- Born: 24 April 1983 (age 43) Mombasa, Kenya
- Citizenship: Kenya
- Occupations: Journalist; News Presenter; Television Producer;
- Years active: 2007 - Present
- Employer: Royal Media
- Known for: News broadcasting and Telenovela production
- Notable work: Maria (TV series); Aziza; Zora (TV series); Huba;
- Spouse(s): Rashid Abdalla, 2009 – present
- Website: https://jiffypictures.co.ke/

= Lulu Hassan =

Kenyan journalist, news anchor and television producer

Lulu Khadija Hassan (born 24 April 1983) is a Kenyan journalist, news anchor, producer, and CEO of Jiffy Pictures. She co-hosts the Nipashe Wikendi news bulletin on Citizen TV alongside Rashid Abdalla. The Swahili-language bulletin airs on Saturday and Sunday.

Lulu Hassan and Rashid Abdalla, one of Kenya's prominent media couples, founded Jiffy Pictures in 2016.

Hassan began her career earlier at Radio Salaam, joining the station at 20 years old after applying for a position as a part-time English newscaster. She secured the job and simultaneously enrolled in media school.

Hassan eventually secured her first TV role as a Swahili newscaster on KTN, while Rashid Abdalla became a news anchor at NMG's now-defunct Swahili TV station, QTV. When QTV shut down, Abdalla transitioned to NTV as a Swahili news anchor.

During their time on air, they conceived the idea for Jiffy Pictures, a production house focused on creating dramatic Swahili telenovelas for local audiences. The couple took on roles in scriptwriting, talent scouting, and executive producing the shows. In 2016, they established the company's social media presence, and by 2017, they secured their first project greenlight from Multichoice for the show "Maza."
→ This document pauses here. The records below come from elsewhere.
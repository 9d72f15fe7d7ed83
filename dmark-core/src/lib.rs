// dmark core library
//
// Parse-transpile-validate engine for the enhanced markdown dialect:
// recognizes figure/table/cross-reference/callout inline syntax, rewrites it
// to standard markdown + LaTeX for a Pandoc-style pipeline, and validates
// label identity and reference resolution across a whole project.

pub mod config;
pub mod parser;
pub mod similarity;
pub mod transpiler;
pub mod types;
pub mod validator;

// Re-export main types and functions for easy use
pub use config::PreprocessorConfig;
pub use parser::SyntaxParser;
pub use similarity::{EditDistance, SimilarityScorer};
pub use transpiler::Transpiler;
pub use types::*;
pub use validator::{report, Validator, ValidatorError};
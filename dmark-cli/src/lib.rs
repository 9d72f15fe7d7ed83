// All core functionality is in dmark-core.
// This CLI acts as a thin wrapper around the core library: file discovery,
// reading/writing documents, and report display.

use anyhow::{Context, Result};
use std::fs;
use std::path::{Path, PathBuf};

// Re-export core types for convenience
pub use dmark_core::*;

/// Extensions treated as documents.
const DOCUMENT_EXTENSIONS: &[&str] = &["md", "dmd"];

/// Recursively collect every `.md`/`.dmd` file under `dir`, sorted so that
/// collection order (and therefore first-definition sites) is deterministic.
pub fn discover_documents(dir: &Path) -> Result<Vec<PathBuf>> {
    let mut documents = Vec::new();
    walk(dir, &mut documents)
        .with_context(|| format!("failed to scan project directory {}", dir.display()))?;
    documents.sort();
    log::debug!("discovered {} document(s) under {}", documents.len(), dir.display());
    Ok(documents)
}

fn walk(dir: &Path, documents: &mut Vec<PathBuf>) -> Result<()> {
    for entry in fs::read_dir(dir)? {
        let path = entry?.path();
        if path.is_dir() {
            walk(&path, documents)?;
        } else if path
            .extension()
            .and_then(|ext| ext.to_str())
            .is_some_and(|ext| DOCUMENT_EXTENSIONS.contains(&ext))
        {
            documents.push(path);
        }
    }
    Ok(())
}

#[cfg(test)]
mod tests {
    use super::*;

    #[test]
    fn discovery_finds_nested_documents_in_sorted_order() {
        let root = std::env::temp_dir().join("dmark_discovery_test");
        let nested = root.join("chapters");
        fs::create_dir_all(&nested).unwrap();
        fs::write(root.join("b.md"), "# b").unwrap();
        fs::write(root.join("a.dmd"), "# a").unwrap();
        fs::write(nested.join("c.md"), "# c").unwrap();
        fs::write(root.join("notes.txt"), "ignored").unwrap();

        let documents = discover_documents(&root).unwrap();
        let names: Vec<_> = documents
            .iter()
            .map(|p| p.strip_prefix(&root).unwrap().to_string_lossy().into_owned())
            .collect();
        assert_eq!(names, vec!["a.dmd", "b.md", "chapters/c.md"]);

        fs::remove_dir_all(&root).ok();
    }
}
Lulu and Rashid reunited on air in 2018 when Rashid joined Citizen TV from NTV. Their chemistry, combined with the unique appeal of a couple co-anchoring news bulletins, won over fans and led to brand endorsement opportunities.

== Early life ==
Lulu was born in Mombasa County and attended Aga Khan Academy. After her initial education, she received training in various roles related to the travel industry at Salrene Travel Operations College. She began her career in media as a radio broadcaster at Radio Salaam in Mombasa before pursuing further studies in Communication and Journalism.

== Career ==
Lulu Hassan's journalism career began as a radio host at Radio Salaam where she worked as a news presenter in English by 2008. Her break into television came when a KTN cameraman informed her of vacancies due to two Swahili anchors going on maternity leave. She auditioned for the role and was ultimately hired by KTN Television as a news anchor.

Later, Lulu moved to Royal Media Services and currently co-hosts the Nipashe Wikendi with Rashid Abdalla on Citizen TV.
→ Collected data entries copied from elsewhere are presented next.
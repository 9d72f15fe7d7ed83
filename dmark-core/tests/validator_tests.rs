//! Project-wide validation tests: label collection, duplicate detection,
//! two-phase reference resolution, fuzzy suggestions, and reporting.

use dmark_core::{report, Diagnostic, Severity, Validator};
use std::path::Path;

fn image_present(_: &str) -> bool {
    true
}

fn errors(diagnostics: &[Diagnostic]) -> Vec<&Diagnostic> {
    diagnostics.iter().filter(|d| d.severity == Severity::Error).collect()
}

fn warnings(diagnostics: &[Diagnostic]) -> Vec<&Diagnostic> {
    diagnostics.iter().filter(|d| d.severity == Severity::Warning).collect()
}

// ============================================================================
// Label collection and duplicates
// ============================================================================

#[test]
fn duplicate_figure_label_across_files_cites_both_sites() {
    let mut validator = Validator::new();
    validator
        .collect_file(Path::new("one.md"), "@fig[dup](a.jpg) Cap A.", image_present)
        .unwrap();
    let second = validator
        .collect_file(Path::new("two.md"), "@fig[dup](b.jpg) Cap B.", image_present)
        .unwrap();

    let errs = errors(&second);
    assert_eq!(errs.len(), 1);
    assert_eq!(errs[0].file, Path::new("two.md"));
    assert!(errs[0].message.contains("Duplicate figure label 'fig:dup'"));
    assert_eq!(
        errs[0].suggestion.as_deref(),
        Some("Previous definition at one.md:1")
    );

    // a third registration errors again, still pointing at the first site
    let third = validator
        .collect_file(Path::new("three.md"), "@fig[dup](c.jpg) Cap C.", image_present)
        .unwrap();
    let errs = errors(&third);
    assert_eq!(errs.len(), 1);
    assert!(errs[0].suggestion.as_deref().unwrap().contains("one.md:1"));

    assert!(!validator.passed());
}

#[test]
fn figure_and_table_may_share_a_label() {
    let content = "@fig[shared](img.jpg) A figure.\n\n@tbl[shared] A table\n| a |\n|---|\n\n";
    let mut validator = Validator::new();
    let diagnostics = validator
        .collect_file(Path::new("doc.md"), content, image_present)
        .unwrap();

    assert!(errors(&diagnostics).is_empty());
    validator.resolve_references().unwrap();
    assert!(validator.passed());
}

#[test]
fn standard_markdown_anchors_count_as_definitions() {
    let content = "![Cap](i.jpg){#fig:std width=50%}\n\n$$E = mc^2$$ {#eq:einstein}\n\nSee @fig[std] and @eq[einstein].\n";
    let mut validator = Validator::new();
    validator
        .collect_file(Path::new("doc.md"), content, image_present)
        .unwrap();
    let resolution = validator.resolve_references().unwrap();

    assert!(resolution.is_empty());
    assert!(validator.passed());
}

// ============================================================================
// Reference resolution and suggestions
// ============================================================================

#[test]
fn undefined_reference_is_an_error() {
    let mut validator = Validator::new();
    validator
        .collect_file(Path::new("doc.md"), "See @fig[missing].", image_present)
        .unwrap();
    let resolution = validator.resolve_references().unwrap();

    assert_eq!(resolution.len(), 1);
    assert!(resolution[0].message.contains("Undefined reference @fig:missing"));
    // nothing registered for figures, so no suggestion either
    assert_eq!(resolution[0].suggestion, None);
    assert!(!validator.passed());
}

#[test]
fn near_miss_reference_gets_a_suggestion() {
    let mut validator = Validator::new();
    validator
        .collect_file(
            Path::new("defs.md"),
            "@fig[data](plots/data.jpg) The data.",
            image_present,
        )
        .unwrap();
    validator
        .collect_file(Path::new("refs.md"), "As @fig[darta] shows.", image_present)
        .unwrap();
    let resolution = validator.resolve_references().unwrap();

    assert_eq!(resolution.len(), 1);
    assert!(resolution[0].message.contains("@fig:darta"));
    assert!(resolution[0]
        .suggestion
        .as_deref()
        .unwrap()
        .contains("@fig:data"));
}

#[test]
fn suggestions_are_scoped_to_the_reference_kind() {
    let mut validator = Validator::new();
    // "data" exists only as a table label; a figure reference to "darta"
    // must not borrow it.
    let content = "@tbl[data] Numbers\n| a |\n|---|\n\nSee @fig[darta].\n";
    validator
        .collect_file(Path::new("doc.md"), content, image_present)
        .unwrap();
    let resolution = validator.resolve_references().unwrap();

    let undefined: Vec<_> = resolution
        .iter()
        .filter(|d| d.message.contains("@fig:darta"))
        .collect();
    assert_eq!(undefined.len(), 1);
    assert_eq!(undefined[0].suggestion, None);
}

#[test]
fn references_resolve_across_files() {
    let mut validator = Validator::new();
    validator
        .collect_file(Path::new("a.md"), "See @fig[late] soon.", image_present)
        .unwrap();
    // the definition arrives in a later file; judgement waits for resolution
    validator
        .collect_file(Path::new("b.md"), "@fig[late](l.jpg) Arrives late.", image_present)
        .unwrap();
    let resolution = validator.resolve_references().unwrap();

    assert!(resolution.is_empty());
    assert!(validator.passed());
}

// ============================================================================
// Warnings
// ============================================================================

#[test]
fn missing_image_is_a_warning_not_an_error() {
    let mut validator = Validator::new();
    let diagnostics = validator
        .collect_file(
            Path::new("doc.md"),
            "@fig[plot](missing/plot.png) A plot.",
            |_| false,
        )
        .unwrap();

    let warns = warnings(&diagnostics);
    assert_eq!(warns.len(), 1);
    assert!(warns[0].message.contains("Image file not found: missing/plot.png"));

    validator.resolve_references().unwrap();
    assert!(validator.passed(), "warnings never fail validation");
}

#[test]
fn dangling_table_marker_is_a_warning() {
    let mut validator = Validator::new();
    let diagnostics = validator
        .collect_file(
            Path::new("doc.md"),
            "@tbl[orphan] Caption\nNo table follows.",
            image_present,
        )
        .unwrap();

    let warns = warnings(&diagnostics);
    assert_eq!(warns.len(), 1);
    assert!(warns[0].message.contains("@tbl[orphan]"));
}

#[test]
fn diagnostics_carry_source_columns() {
    let mut validator = Validator::new();
    validator
        .collect_file(Path::new("one.md"), "@fig[dup](a.jpg) Cap A.", image_present)
        .unwrap();
    let second = validator
        .collect_file(
            Path::new("two.md"),
            "Intro.\n    @fig[dup](b.jpg) Cap B.\nSee @fig[missing].",
            image_present,
        )
        .unwrap();

    let errs = errors(&second);
    assert_eq!(errs[0].line, 2);
    assert_eq!(errs[0].column, Some(5));

    let resolution = validator.resolve_references().unwrap();
    assert_eq!(resolution[0].line, 3);
    assert_eq!(resolution[0].column, Some(5));

    let text = report(validator.diagnostics(), false);
    assert!(text.contains("--> two.md:2:5"));
    assert!(text.contains("--> two.md:3:5"));
}

// ============================================================================
// Reporting and serialization
// ============================================================================

#[test]
fn end_to_end_report() {
    let mut validator = Validator::new();
    validator
        .collect_file(Path::new("a.md"), "@fig[x](a.jpg) One.", |_| false)
        .unwrap();
    validator
        .collect_file(Path::new("b.md"), "@fig[x](b.jpg) Two.\n\nSee @fig[y].", |_| false)
        .unwrap();
    validator.resolve_references().unwrap();

    let text = report(validator.diagnostics(), false);
    assert!(text.contains("2 error(s) found:"));
    assert!(text.contains("Duplicate figure label 'fig:x'"));
    assert!(text.contains("Undefined reference @fig:y"));
    assert!(text.contains("2 warning(s) (use --verbose to see them)"));

    let verbose = report(validator.diagnostics(), true);
    assert!(verbose.contains("Image file not found: a.jpg"));
    assert!(verbose.contains("Image file not found: b.jpg"));
}

#[test]
fn diagnostics_serialize_to_json_and_back() {
    let diagnostic = Diagnostic::error(Path::new("doc.md"), 12, "Undefined reference @eq:x")
        .with_suggestion("Did you mean: @eq:y?");

    let json = serde_json::to_string(&diagnostic).unwrap();
    assert!(json.contains("\"severity\":\"error\""));

    let back: Diagnostic = serde_json::from_str(&json).unwrap();
    assert_eq!(back, diagnostic);
}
Lulu Hassan is the CEO and founder of Jiffy Pictures, a film production house she owns with her husband, Rashid Abdalla. Jiffy Pictures has gained recognition for producing programs for local TV stations and on-demand streaming platforms such as MultiChoice's DStv and Showmax. Hassan is also a producer on many of the series produced by Jiffy Pictures, which include Maria, Sultana, Zora, Moyo and Aziza on Citizen TV, Huba on Maisha Magic Bongo, Kovu on Showmax, and Maza on Maisha Magic East. In 2018, Maza was nominated for Best TV Drama and Best Lead Actress at the Kalasha Awards. These series are particularly popular in Kenya and Tanzania, where Swahili is the main language.

== Personal life ==
Lulu Hassan married Rashid Abdalla, a Swahili presenter at Citizen TV, in 2009. The couple met while working at Radio Salaam in Mombasa.

== Awards and nominations ==

- Lulu was crowned "Mwanamke Wa Shoka Hapa." (Woman of Inspiration) in East Africa at the 2022 Mwanamke wa Shoka awards organized by Tanzanian media house EFM and TVE.
- Lulu was awarded the Best Movie/Series Producer of the Year in Africa at the 2022 ZIKOMO Awards. The international awards gala was held in Zambia.
- Lulu Hassan, through her production company Jiffy Pictures, won the Best Producer Award (TV Drama - Maria) at the 2021 Women in Film Awards ceremony.